Diallyl trisulfide alleviates dextran sulphate sodium-induced colitis in mice by inhibiting NLRP3 inflammasome activation via ROS/Trx-1 pathway

Abstract

Diallyl trisulfide (DATS), a sulphur-containing compound isolated from the medicinal food plant garlic, has been previously reported to attenuate experimental colitis induced by either dextran sodium sulphate (DSS) or 2,4,6-trinitrobenzenesulfonic acid (TNBS) in mice; however, the underlying mechanism remains to be identified. In this study, we deciphered the key mechanism by which DATS alleviates ulcerative colitis (UC). We showed that oral administration of DATS for 10 consecutive days greatly restrained the infiltration of macrophages and the pathological changes in colonic tissues of mice with DSS-induced colitis.
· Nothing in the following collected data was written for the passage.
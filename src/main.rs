use anyhow::{Context, Result};
use clap::{Parser, Subcommand};
use serde::Serialize;
use std::io::Write;
use std::path::{Path, PathBuf};

use feedfold::{App, AppError, Config, ItemRequest};

/// Get the config directory path (~/.config/feedfold/)
fn get_config_dir() -> Result<PathBuf> {
    let home = std::env::var("HOME").context("HOME environment variable not set")?;
    Ok(PathBuf::from(home).join(".config").join("feedfold"))
}

/// Atomically write `content` to `dst` using write-to-temp-then-rename.
/// The destination is never left in a partial state.
fn atomic_write(dst: &Path, content: &[u8]) -> Result<()> {
    // Unpredictable temp name, created with create_new so an existing file or
    // symlink at that path is never followed.
    use std::time::{SystemTime, UNIX_EPOCH};
    let random_suffix = SystemTime::now()
        .duration_since(UNIX_EPOCH)
        .map(|d| d.as_nanos())
        .unwrap_or(0);
    let temp_path = dst.with_extension(format!("tmp.{:016x}", random_suffix));

    let mut temp_file = std::fs::OpenOptions::new()
        .write(true)
        .create_new(true)
        .open(&temp_path)
        .with_context(|| {
            format!(
                "Failed to create temporary file '{}': check directory permissions or disk space",
                temp_path.display()
            )
        })?;

    temp_file.write_all(content).with_context(|| {
        let _ = std::fs::remove_file(&temp_path);
        format!(
            "Failed to write to temporary file '{}': disk may be full",
            temp_path.display()
        )
    })?;

    temp_file.sync_all().with_context(|| {
        let _ = std::fs::remove_file(&temp_path);
        format!(
            "Failed to sync temporary file '{}' to disk: disk may be full",
            temp_path.display()
        )
    })?;
    drop(temp_file);

    #[cfg(windows)]
    if dst.exists() {
        std::fs::remove_file(dst).with_context(|| {
            let _ = std::fs::remove_file(&temp_path);
            format!(
                "Failed to remove existing '{}' before atomic replace",
                dst.display()
            )
        })?;
    }

    std::fs::rename(&temp_path, dst).with_context(|| {
        let _ = std::fs::remove_file(&temp_path);
        format!(
            "Failed to rename '{}' to '{}': check permissions",
            temp_path.display(),
            dst.display()
        )
    })?;

    Ok(())
}

#[derive(Parser, Debug)]
#[command(
    name = "feedfold",
    version,
    about = "Feed subscriptions, folders and bookmarks kept as append-only event logs"
)]
struct Args {
    /// Config file (default: ~/.config/feedfold/config.toml)
    #[arg(long, value_name = "FILE", global = true)]
    config: Option<PathBuf>,

    #[command(subcommand)]
    command: Command,
}

#[derive(Subcommand, Debug)]
enum Command {
    /// Show feeds, folders, tags and cached titles
    Feeds,
    /// Subscribe to a feed (YouTube channel pages are resolved to their feed)
    Add {
        url: String,
        #[arg(long)]
        folder: Option<String>,
    },
    /// Unsubscribe from a feed
    Remove { url: String },
    /// Subscribe to every feed in an OPML file
    Import { file: PathBuf },
    /// Write subscriptions as OPML (stdout unless --output is given)
    Export {
        #[arg(long, short, value_name = "FILE")]
        output: Option<PathBuf>,
    },
    /// Refetch every feed and rebuild the item cache
    Refresh,
    /// Tag a feed ("favorite" marks it as a favorite)
    Tag { url: String, tag: String },
    /// Remove a tag from a feed
    Untag { url: String, tag: String },
    /// Create, move or remove folders
    Folder {
        #[command(subcommand)]
        command: FolderCommand,
    },
    /// Put a feed in exactly one folder (the root folder when omitted)
    MoveFeed {
        url: String,
        #[arg(long)]
        folder: Option<String>,
    },
    /// List cached items
    Items(ItemArgs),
    /// Save or drop bookmarks
    Bookmark {
        #[command(subcommand)]
        command: BookmarkCommand,
    },
    /// Mark items viewed or unviewed
    Viewed {
        #[command(subcommand)]
        command: ViewedCommand,
    },
}

#[derive(Subcommand, Debug)]
enum FolderCommand {
    Add {
        name: String,
        #[arg(long)]
        parent: Option<String>,
    },
    /// Move a folder under --parent, or to the top level
    Move {
        folder: String,
        #[arg(long)]
        parent: Option<String>,
    },
    Remove { folder: String },
}

#[derive(Subcommand, Debug)]
enum BookmarkCommand {
    /// Save an item snapshot given as a JSON object
    Add { entry: String },
    Remove { id: String },
}

#[derive(Subcommand, Debug)]
enum ViewedCommand {
    Mark { id: String },
    Unmark { id: String },
}

#[derive(clap::Args, Debug)]
struct ItemArgs {
    /// Page length, or "all"
    #[arg(long)]
    limit: Option<String>,
    #[arg(long)]
    page: Option<String>,
    /// all, viewed or unviewed
    #[arg(long)]
    view: Option<String>,
    #[arg(long)]
    include_viewed: bool,
    #[arg(long)]
    favorites_only: bool,
    /// recent, views or likes
    #[arg(long)]
    sort: Option<String>,
    /// all, today, week or month
    #[arg(long)]
    range: Option<String>,
    /// Folder path, or __bookmarks__ for saved items
    #[arg(long)]
    folder: Option<String>,
}

impl From<ItemArgs> for ItemRequest {
    fn from(args: ItemArgs) -> Self {
        Self {
            limit: args.limit,
            page: args.page,
            view: args.view,
            include_viewed: args.include_viewed,
            favorites_only: args.favorites_only,
            sort: args.sort,
            range: args.range,
            folder: args.folder,
        }
    }
}

fn print_json<T: Serialize>(value: &T) -> Result<()> {
    let json = serde_json::to_string_pretty(value).context("Failed to serialize response")?;
    println!("{json}");
    Ok(())
}

/// Print the response, or report a rejected request and exit non-zero.
fn emit<T: Serialize>(result: Result<T, AppError>) -> Result<()> {
    match result {
        Ok(value) => print_json(&value),
        Err(AppError::Validation(message)) => {
            eprintln!("Error: {message}");
            std::process::exit(2);
        }
        Err(e) => Err(e.into()),
    }
}

#[tokio::main]
async fn main() -> Result<()> {
    // Logs go to stderr so stdout stays machine-readable.
    tracing_subscriber::fmt()
        .with_env_filter(tracing_subscriber::EnvFilter::from_default_env())
        .with_writer(std::io::stderr)
        .init();

    let args = Args::parse();

    let config_dir = get_config_dir()?;
    let config_path = args
        .config
        .clone()
        .unwrap_or_else(|| config_dir.join("config.toml"));
    let config = Config::load(&config_path)
        .with_context(|| format!("Failed to load config from {}", config_path.display()))?
        .with_env_overrides();
    let paths = config.data_paths(&config_dir);
    tracing::debug!(?paths, "Resolved data paths");

    let app = App::from_config(&config, &paths).context("Failed to create HTTP client")?;

    match args.command {
        Command::Feeds => emit(app.feed_state().await),
        Command::Add { url, folder } => emit(app.add_feed(&url, folder.as_deref()).await),
        Command::Remove { url } => emit(app.remove_feed(&url).await),
        Command::Import { file } => {
            let bytes = std::fs::read(&file)
                .with_context(|| format!("Failed to read import file: {}", file.display()))?;
            emit(app.import_opml(&String::from_utf8_lossy(&bytes)).await)
        }
        Command::Export { output } => {
            let opml = app.export_opml().await.context("Failed to export OPML")?;
            match output {
                Some(path) => {
                    atomic_write(&path, opml.as_bytes())?;
                    eprintln!("Exported OPML to: {}", path.display());
                }
                None => println!("{opml}"),
            }
            Ok(())
        }
        Command::Refresh => emit(app.refresh().await),
        Command::Tag { url, tag } => emit(app.tag_feed(&url, &tag).await),
        Command::Untag { url, tag } => emit(app.untag_feed(&url, &tag).await),
        Command::Folder { command } => match command {
            FolderCommand::Add { name, parent } => {
                emit(app.add_folder(&name, parent.as_deref()).await)
            }
            FolderCommand::Move { folder, parent } => {
                emit(app.move_folder(&folder, parent.as_deref()).await)
            }
            FolderCommand::Remove { folder } => emit(app.remove_folder(&folder).await),
        },
        Command::MoveFeed { url, folder } => emit(app.move_feed(&url, folder.as_deref()).await),
        Command::Items(item_args) => emit(app.list_items(&item_args.into()).await),
        Command::Bookmark { command } => match command {
            BookmarkCommand::Add { entry } => {
                let entry: serde_json::Value =
                    serde_json::from_str(&entry).context("Bookmark entry is not valid JSON")?;
                emit(app.add_bookmark(entry).await)
            }
            BookmarkCommand::Remove { id } => emit(app.remove_bookmark(&id).await),
        },
        Command::Viewed { command } => match command {
            ViewedCommand::Mark { id } => emit(app.mark_viewed(&id).await),
            ViewedCommand::Unmark { id } => emit(app.unmark_viewed(&id).await),
        },
    }
}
DATS treatment notably dampened the content of IL-1β and IL-18 and suppressed NLRP3 inflammasome activation in colon. Mechanistically, DATS effectively diminished the generation of ROS in macrophages. The suppressive effect of DATS on the activation of NLRP3 inflammasome and downregulation of IL-18 and IL-1β levels was blunted by xanthine oxidase. Further studies revealed that DATS inhibited NF-κB pathway activation by suppressing the expression of Trx-1, thereby inhibiting NLRP3 inflammasome activation. Trx-1 overexpression and interference in macrophages promoted and diminished NLRP3 inflammasome activation, respectively. In summary, garlic and its main active ingredient DATS have potentials to prevent and treat UC, and DATS functions by inhibiting NLRP3 inflammasome activation via Trx-1/ROS pathway.